Currently, I use a wireless broadband provider in Asia, I’m just not comfortable NOT using some kind of secure tunnel while beaming my vitals out into the either. I like SSH, I want my data encrypted until it reaches ‘home base’, then it can go out to the site that I am visiting via http/https (whichever I enter). Here’s what I do:
You’ll need access to a computer at home that is running the OpenSSH server. This could be a cheap computer in your basement, or a web hosting account that gives you SSH access. I (exclusively) use the Ubuntu GNU/Linux operating system on every computer that I own. If you use Windows, fear not, SSH comes in that flavor too. I’m assuming you have ssh installed and available.
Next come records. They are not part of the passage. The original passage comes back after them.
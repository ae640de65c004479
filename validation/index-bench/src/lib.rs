//! Benchmark harness for containing-cell indexes and read strategies.
//!
//! This crate provides tools to:
//! - Generate synthetic curvilinear grids from YAML scenarios
//! - Time index builds and point queries per index kind
//! - Estimate the I/O cost of each read strategy for an image-shaped target
//! - Sweep KD-tree query parameters against an exact reference

pub mod config;
pub mod report;
pub mod runner;

pub use config::{GridSpec, Scenario, TargetSpec};
pub use report::ResultsReport;
pub use runner::{run_scenario, tune_kdtree, IndexResult, ScenarioResults, StrategyCost, TuneResult};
This is not a mandatory step, but I highly recommend it. You’ll want to setup a key pair so that you can access SSH on the remote computer without entering a password each time. This means, generating a SSH key that has no password, which does present some interesting risks:
- Anyone who gets access to your account on your computer can ssh their way to screwing up everything that your key allows them to access.
- If they are smart enough to do this, they are smart enough to use the remote host to do bad things.
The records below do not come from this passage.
//! Zarr V3 backed array reader.

use std::ops::Range;
use std::sync::Arc;

use zarrs::array::{Array, DataType};
use zarrs::array_subset::ArraySubset;
use zarrs::storage::ReadableStorageTraits;

use super::{check_bounds, ArrayReader};
use crate::error::BackingStoreError;
use crate::types::{RawRectangle, Slice};

/// Reads rectangles from a Zarr array laid out as `[y, x]`, `[t, y, x]` or
/// `[t, z, y, x]`, x (i) fastest.
///
/// Only the chunks intersecting a requested rectangle are fetched and
/// decoded; zarrs takes care of partial edge chunks.
pub struct ZarrArrayReader<S: ?Sized> {
    array: Array<S>,
    path: String,
    ni: usize,
    nj: usize,
}

impl<S: ReadableStorageTraits + Send + Sync + 'static> ZarrArrayReader<S> {
    /// Open the array at `path` within `storage`.
    pub fn open(storage: S, path: &str) -> Result<Self, BackingStoreError> {
        let array = Array::open(Arc::new(storage), path)
            .map_err(|e| BackingStoreError::open_failed(e.to_string()))?;
        Self::from_array(array, path)
    }

    /// Wrap an already opened array.
    pub fn from_array(array: Array<S>, path: &str) -> Result<Self, BackingStoreError> {
        let shape = array.shape();
        if !(2..=4).contains(&shape.len()) {
            return Err(BackingStoreError::unsupported(format!(
                "{path}: rank {} (expected 2, 3 or 4)",
                shape.len()
            )));
        }
        match array.data_type() {
            DataType::Float32 | DataType::Float64 | DataType::Int16 | DataType::Int32 => {}
            other => {
                return Err(BackingStoreError::unsupported(format!(
                    "{path}: data type {other:?}"
                )))
            }
        }

        let rank = shape.len();
        let nj = shape[rank - 2] as usize;
        let ni = shape[rank - 1] as usize;
        tracing::debug!(path, ni, nj, rank, "Opened zarr array");

        Ok(Self {
            array,
            path: path.to_string(),
            ni,
            nj,
        })
    }

    pub fn path(&self) -> &str {
        &self.path
    }

    /// Leading `[t]` / `[t, z]` indices for the array's rank.
    fn leading_indices(&self, slice: Slice) -> Result<Vec<u64>, BackingStoreError> {
        let shape = self.array.shape();
        let leading: Vec<usize> = match shape.len() {
            2 => Vec::new(),
            3 => vec![slice.t_index.unwrap_or(0)],
            _ => vec![slice.t_index.unwrap_or(0), slice.z_index.unwrap_or(0)],
        };
        for (axis, &index) in leading.iter().enumerate() {
            if index as u64 >= shape[axis] {
                return Err(BackingStoreError::read_failed(format!(
                    "{}: index {index} outside axis {axis} of length {}",
                    self.path, shape[axis]
                )));
            }
        }
        Ok(leading.into_iter().map(|v| v as u64).collect())
    }

    fn retrieve(&self, subset: &ArraySubset) -> Result<Vec<f64>, BackingStoreError> {
        let read_failed = |e: zarrs::array::ArrayError| {
            BackingStoreError::read_failed(format!("{}: {e}", self.path))
        };
        let values = match self.array.data_type() {
            DataType::Float32 => self
                .array
                .retrieve_array_subset_elements::<f32>(subset)
                .map_err(read_failed)?
                .into_iter()
                .map(f64::from)
                .collect(),
            DataType::Float64 => self
                .array
                .retrieve_array_subset_elements::<f64>(subset)
                .map_err(read_failed)?,
            DataType::Int16 => self
                .array
                .retrieve_array_subset_elements::<i16>(subset)
                .map_err(read_failed)?
                .into_iter()
                .map(f64::from)
                .collect(),
            DataType::Int32 => self
                .array
                .retrieve_array_subset_elements::<i32>(subset)
                .map_err(read_failed)?
                .into_iter()
                .map(f64::from)
                .collect(),
            other => {
                return Err(BackingStoreError::unsupported(format!(
                    "{}: data type {other:?}",
                    self.path
                )))
            }
        };
        Ok(values)
    }
}

impl<S: ReadableStorageTraits + Send + Sync + 'static> ArrayReader for ZarrArrayReader<S> {
    fn shape(&self) -> (usize, usize) {
        (self.ni, self.nj)
    }

    fn read_rectangle(
        &self,
        slice: Slice,
        i: Range<usize>,
        j: Range<usize>,
    ) -> Result<RawRectangle, BackingStoreError> {
        check_bounds(self.shape(), &i, &j)?;

        let mut start = self.leading_indices(slice)?;
        let mut shape = vec![1u64; start.len()];
        start.extend([j.start as u64, i.start as u64]);
        shape.extend([j.len() as u64, i.len() as u64]);

        // Zarr uses [.., row, col] indexing, which is already j-major / i-fastest
        let subset = ArraySubset::new_with_start_shape(start, shape)
            .map_err(|e| BackingStoreError::read_failed(e.to_string()))?;
        let values = self.retrieve(&subset)?;

        Ok(RawRectangle::new(i.len(), j.len(), values))
    }
}

impl<S: ?Sized> std::fmt::Debug for ZarrArrayReader<S> {
    fn fmt(&self, f: &mut std::fmt::Formatter<'_>) -> std::fmt::Result {
        f.debug_struct("ZarrArrayReader")
            .field("path", &self.path)
            .field("ni", &self.ni)
            .field("nj", &self.nj)
            .finish_non_exhaustive()
    }
}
In light of the above concerns, only setup a password-less key on a computer that is secure. I do this on my very heavy, clunky desktop that is surrounded by locked doors and guards that have guns at the building entrance. Doing this on a laptop might not be the best idea, user discretion is advised!
Generate your keys as such:
ssh-keygen -t dsa -f ~/.ssh/my_key.dsa
Now, install them on the remote host:
scp ~/.ssh/my_key.dsa email@example.com:~/.ssh/my_dsa_key.pub
cat my_dsa_key.pub >> authorized_keys2
chmod 0640 authorized_keys2
rm -f my_dsa_key.pub
Its important to change the permission of the authorized_keys2 file, likely every new file that you make allows the world to read it (by default). The cat command adds your new key to the existing file if it exists, else it creates the file and puts your new key in it.
Great, almost done. You now need to setup a simple SOCKS proxy that Firefox can use for its outgoing connections. You can do this ‘on demand’, or write a simple shell script to set it up for you, completely up to you. I use gzip compression, so its included in the command below. Ready, set, type:
ssh -CND 8185 firstname.lastname@example.org >/dev/null 2>&1 &
keyed-domain.com is obviously the domain you had in mind when setting up the key-pair. Place the above line in a shell script to start your tunnel when you need it, if you like. Now, we have to setup Firefox to use this marvel of technology, which brings us to step 3:
Now, we configure Firefox to use what we’ve just created:
- Go to : Edit -> Preferences -> Advanced
- Click the “Settings” button under Connections
- Where it says SOCKS host, put in localhost, port 8185 (or whatever port you used)
- Re-start Firefox
Your done, and now surfing from home base. Students, sorry, but this is not a great way to get to Myspace from school. School admins, do the following to ensure that ssh is not used to circumvent filtering (the above also lets them browse porn from their web host’s IP):
note, those are
back ticks usually on the same key
that "~" is found
This causes the ‘ssh’ program to be available only to root. It should come installed owned by root, but issue both commands to be safe. Unless students need to make outgoing SSH connections, this might be a sensible thing to do.
Web hosts – this is one of the 840928349328749832479 reasons that you should not hand out SSH access to every single customer that signs up. Demand a photo ID prior to giving anyone access to SSH, it can be used to do interesting things. Make SURE that your client is who (and where) they say that they are. Check out ‘netstat’, learn it, live it, love it, scrape it – and make sure the scraper sends you alerts for abnormal http/https activity Filtering egress on port 80/443 can be rather difficult, be certain that you trust those who get shell accounts with their hosting package.